### WHAT THIS TASK INVOLVES
Everything from the line containing "filename src/parallel.rs" through the line containing "it processes. The" should be repeated exactly, and nothing else from the data.
** Opening SUPPLIED MATERIAL block **
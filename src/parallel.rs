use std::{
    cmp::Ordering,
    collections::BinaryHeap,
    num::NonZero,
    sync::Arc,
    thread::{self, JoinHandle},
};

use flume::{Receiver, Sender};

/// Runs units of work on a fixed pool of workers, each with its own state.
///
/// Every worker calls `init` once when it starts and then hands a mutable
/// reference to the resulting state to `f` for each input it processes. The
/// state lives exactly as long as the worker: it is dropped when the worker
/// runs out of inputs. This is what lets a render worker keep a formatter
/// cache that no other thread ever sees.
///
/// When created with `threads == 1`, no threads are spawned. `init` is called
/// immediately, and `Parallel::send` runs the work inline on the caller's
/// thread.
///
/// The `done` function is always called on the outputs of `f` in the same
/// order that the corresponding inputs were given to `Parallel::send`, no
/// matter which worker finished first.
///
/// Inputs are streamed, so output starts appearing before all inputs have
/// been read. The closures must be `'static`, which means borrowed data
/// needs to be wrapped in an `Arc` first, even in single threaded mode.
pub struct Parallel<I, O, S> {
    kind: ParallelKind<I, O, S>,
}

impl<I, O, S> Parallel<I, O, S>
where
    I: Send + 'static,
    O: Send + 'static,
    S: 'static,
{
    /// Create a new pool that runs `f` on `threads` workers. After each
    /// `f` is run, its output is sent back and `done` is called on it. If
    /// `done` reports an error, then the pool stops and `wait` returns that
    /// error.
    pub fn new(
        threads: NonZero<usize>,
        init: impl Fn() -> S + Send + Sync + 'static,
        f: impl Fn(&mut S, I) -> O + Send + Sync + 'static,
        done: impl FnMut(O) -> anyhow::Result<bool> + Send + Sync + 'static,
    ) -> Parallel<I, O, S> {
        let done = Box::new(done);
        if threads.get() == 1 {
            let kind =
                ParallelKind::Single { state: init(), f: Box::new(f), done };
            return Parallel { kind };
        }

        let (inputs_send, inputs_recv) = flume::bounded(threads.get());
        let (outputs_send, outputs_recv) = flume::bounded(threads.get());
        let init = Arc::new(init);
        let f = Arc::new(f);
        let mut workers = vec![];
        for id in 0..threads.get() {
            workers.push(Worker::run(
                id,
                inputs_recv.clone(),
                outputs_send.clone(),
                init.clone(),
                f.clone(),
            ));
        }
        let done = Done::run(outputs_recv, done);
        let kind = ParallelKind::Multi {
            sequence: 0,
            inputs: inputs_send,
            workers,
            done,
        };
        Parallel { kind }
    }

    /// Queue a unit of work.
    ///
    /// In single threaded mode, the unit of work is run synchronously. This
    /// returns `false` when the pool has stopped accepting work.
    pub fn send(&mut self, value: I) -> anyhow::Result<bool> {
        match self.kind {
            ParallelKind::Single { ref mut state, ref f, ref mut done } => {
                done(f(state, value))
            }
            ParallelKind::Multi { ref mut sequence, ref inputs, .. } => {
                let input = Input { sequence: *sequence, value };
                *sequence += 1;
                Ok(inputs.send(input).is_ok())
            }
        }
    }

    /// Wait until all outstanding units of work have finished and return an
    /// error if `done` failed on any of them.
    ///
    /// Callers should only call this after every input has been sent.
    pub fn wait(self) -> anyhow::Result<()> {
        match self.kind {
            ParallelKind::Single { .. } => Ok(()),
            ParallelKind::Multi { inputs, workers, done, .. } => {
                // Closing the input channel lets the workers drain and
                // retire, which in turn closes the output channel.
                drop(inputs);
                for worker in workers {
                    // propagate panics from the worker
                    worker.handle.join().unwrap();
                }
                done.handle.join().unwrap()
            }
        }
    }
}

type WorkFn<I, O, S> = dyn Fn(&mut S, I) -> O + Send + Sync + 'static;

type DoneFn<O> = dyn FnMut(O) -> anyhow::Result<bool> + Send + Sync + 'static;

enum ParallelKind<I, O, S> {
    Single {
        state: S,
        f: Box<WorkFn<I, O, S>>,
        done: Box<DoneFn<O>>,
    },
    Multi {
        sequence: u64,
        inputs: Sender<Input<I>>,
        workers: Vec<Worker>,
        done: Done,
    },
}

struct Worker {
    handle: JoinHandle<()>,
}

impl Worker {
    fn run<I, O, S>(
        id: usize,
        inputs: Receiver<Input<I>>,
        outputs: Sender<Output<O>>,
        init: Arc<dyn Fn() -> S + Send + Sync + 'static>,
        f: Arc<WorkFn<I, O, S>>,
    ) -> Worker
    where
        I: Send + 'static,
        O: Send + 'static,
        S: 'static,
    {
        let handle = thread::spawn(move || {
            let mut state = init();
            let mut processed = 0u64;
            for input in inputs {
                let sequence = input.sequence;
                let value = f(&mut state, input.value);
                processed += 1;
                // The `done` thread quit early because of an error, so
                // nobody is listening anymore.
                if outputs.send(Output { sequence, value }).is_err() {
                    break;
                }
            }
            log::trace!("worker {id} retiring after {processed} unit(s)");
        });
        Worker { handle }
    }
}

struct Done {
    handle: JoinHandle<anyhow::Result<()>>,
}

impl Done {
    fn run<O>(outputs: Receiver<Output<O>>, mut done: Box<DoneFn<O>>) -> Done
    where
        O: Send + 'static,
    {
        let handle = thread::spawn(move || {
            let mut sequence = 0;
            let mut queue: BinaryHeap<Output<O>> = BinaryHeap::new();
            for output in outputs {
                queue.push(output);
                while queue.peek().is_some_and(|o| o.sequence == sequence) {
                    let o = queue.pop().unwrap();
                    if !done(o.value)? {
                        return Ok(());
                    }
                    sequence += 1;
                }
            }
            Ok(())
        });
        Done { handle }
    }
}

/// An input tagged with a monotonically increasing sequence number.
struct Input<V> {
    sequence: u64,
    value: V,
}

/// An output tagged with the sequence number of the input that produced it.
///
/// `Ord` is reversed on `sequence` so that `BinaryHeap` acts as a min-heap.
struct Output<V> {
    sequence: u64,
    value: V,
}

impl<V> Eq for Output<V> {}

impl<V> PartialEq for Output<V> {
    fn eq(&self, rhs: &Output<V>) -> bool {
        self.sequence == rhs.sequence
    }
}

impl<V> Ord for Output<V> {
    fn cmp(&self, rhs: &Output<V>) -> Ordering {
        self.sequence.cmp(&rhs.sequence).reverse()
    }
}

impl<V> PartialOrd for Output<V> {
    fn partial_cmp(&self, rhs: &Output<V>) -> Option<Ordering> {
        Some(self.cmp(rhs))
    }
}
** Closing SUPPLIED MATERIAL block **
** Opening SUPPLIED MATERIAL block **
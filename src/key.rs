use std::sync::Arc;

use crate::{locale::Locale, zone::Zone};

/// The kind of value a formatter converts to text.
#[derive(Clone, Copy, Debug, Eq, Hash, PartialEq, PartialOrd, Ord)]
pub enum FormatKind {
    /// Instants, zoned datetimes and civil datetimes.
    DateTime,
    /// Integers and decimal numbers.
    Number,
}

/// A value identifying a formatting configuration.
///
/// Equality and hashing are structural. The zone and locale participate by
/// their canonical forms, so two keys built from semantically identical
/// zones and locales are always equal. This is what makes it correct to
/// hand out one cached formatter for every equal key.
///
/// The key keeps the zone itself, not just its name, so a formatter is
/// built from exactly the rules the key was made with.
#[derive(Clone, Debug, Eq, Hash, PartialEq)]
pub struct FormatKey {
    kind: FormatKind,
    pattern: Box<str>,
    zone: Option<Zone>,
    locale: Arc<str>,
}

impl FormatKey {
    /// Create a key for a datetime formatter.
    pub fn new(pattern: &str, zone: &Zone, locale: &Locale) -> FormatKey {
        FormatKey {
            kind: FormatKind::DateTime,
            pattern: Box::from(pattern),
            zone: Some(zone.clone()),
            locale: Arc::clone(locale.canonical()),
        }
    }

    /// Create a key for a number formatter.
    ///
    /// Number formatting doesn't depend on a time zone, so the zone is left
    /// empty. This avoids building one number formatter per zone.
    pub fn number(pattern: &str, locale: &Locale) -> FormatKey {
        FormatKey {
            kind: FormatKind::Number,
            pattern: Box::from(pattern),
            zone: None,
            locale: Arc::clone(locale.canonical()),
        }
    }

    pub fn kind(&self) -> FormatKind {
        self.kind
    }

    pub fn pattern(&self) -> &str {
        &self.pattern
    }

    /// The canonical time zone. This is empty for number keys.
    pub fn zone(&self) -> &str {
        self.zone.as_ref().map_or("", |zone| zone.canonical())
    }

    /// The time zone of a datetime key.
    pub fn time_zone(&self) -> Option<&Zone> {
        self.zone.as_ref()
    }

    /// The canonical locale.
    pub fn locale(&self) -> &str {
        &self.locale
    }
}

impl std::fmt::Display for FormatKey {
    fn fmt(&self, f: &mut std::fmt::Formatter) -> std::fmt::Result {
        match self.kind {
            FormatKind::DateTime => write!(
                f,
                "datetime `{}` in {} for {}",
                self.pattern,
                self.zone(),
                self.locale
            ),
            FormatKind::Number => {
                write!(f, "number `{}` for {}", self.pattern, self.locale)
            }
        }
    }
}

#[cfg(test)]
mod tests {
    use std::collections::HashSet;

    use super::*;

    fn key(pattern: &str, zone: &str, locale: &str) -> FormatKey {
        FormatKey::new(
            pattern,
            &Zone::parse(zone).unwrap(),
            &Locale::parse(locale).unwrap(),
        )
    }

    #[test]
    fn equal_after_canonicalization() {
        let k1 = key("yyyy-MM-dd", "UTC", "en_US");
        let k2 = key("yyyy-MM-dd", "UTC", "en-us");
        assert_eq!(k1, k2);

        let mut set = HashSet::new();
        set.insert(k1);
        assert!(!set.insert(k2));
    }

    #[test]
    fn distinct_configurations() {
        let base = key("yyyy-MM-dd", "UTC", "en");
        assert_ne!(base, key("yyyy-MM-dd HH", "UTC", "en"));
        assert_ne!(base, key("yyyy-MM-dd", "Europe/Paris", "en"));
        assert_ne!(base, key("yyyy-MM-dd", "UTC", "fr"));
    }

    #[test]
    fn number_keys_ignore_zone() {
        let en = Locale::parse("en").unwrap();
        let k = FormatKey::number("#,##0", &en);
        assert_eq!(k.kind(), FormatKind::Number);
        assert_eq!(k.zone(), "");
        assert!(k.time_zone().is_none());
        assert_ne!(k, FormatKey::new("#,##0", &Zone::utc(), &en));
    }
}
** Closing SUPPLIED MATERIAL block **
### ANSWER FOR THIS EXERCISE
filename src/parallel.rs
use std::{
    cmp::Ordering,
    collections::BinaryHeap,
    num::NonZero,
    sync::Arc,
    thread::{self, JoinHandle},
};

use flume::{Receiver, Sender};

/// Runs units of work on a fixed pool of workers, each with its own state.
///
/// Every worker calls `init` once when it starts and then hands a mutable
/// reference to the resulting state to `f` for each input it processes. The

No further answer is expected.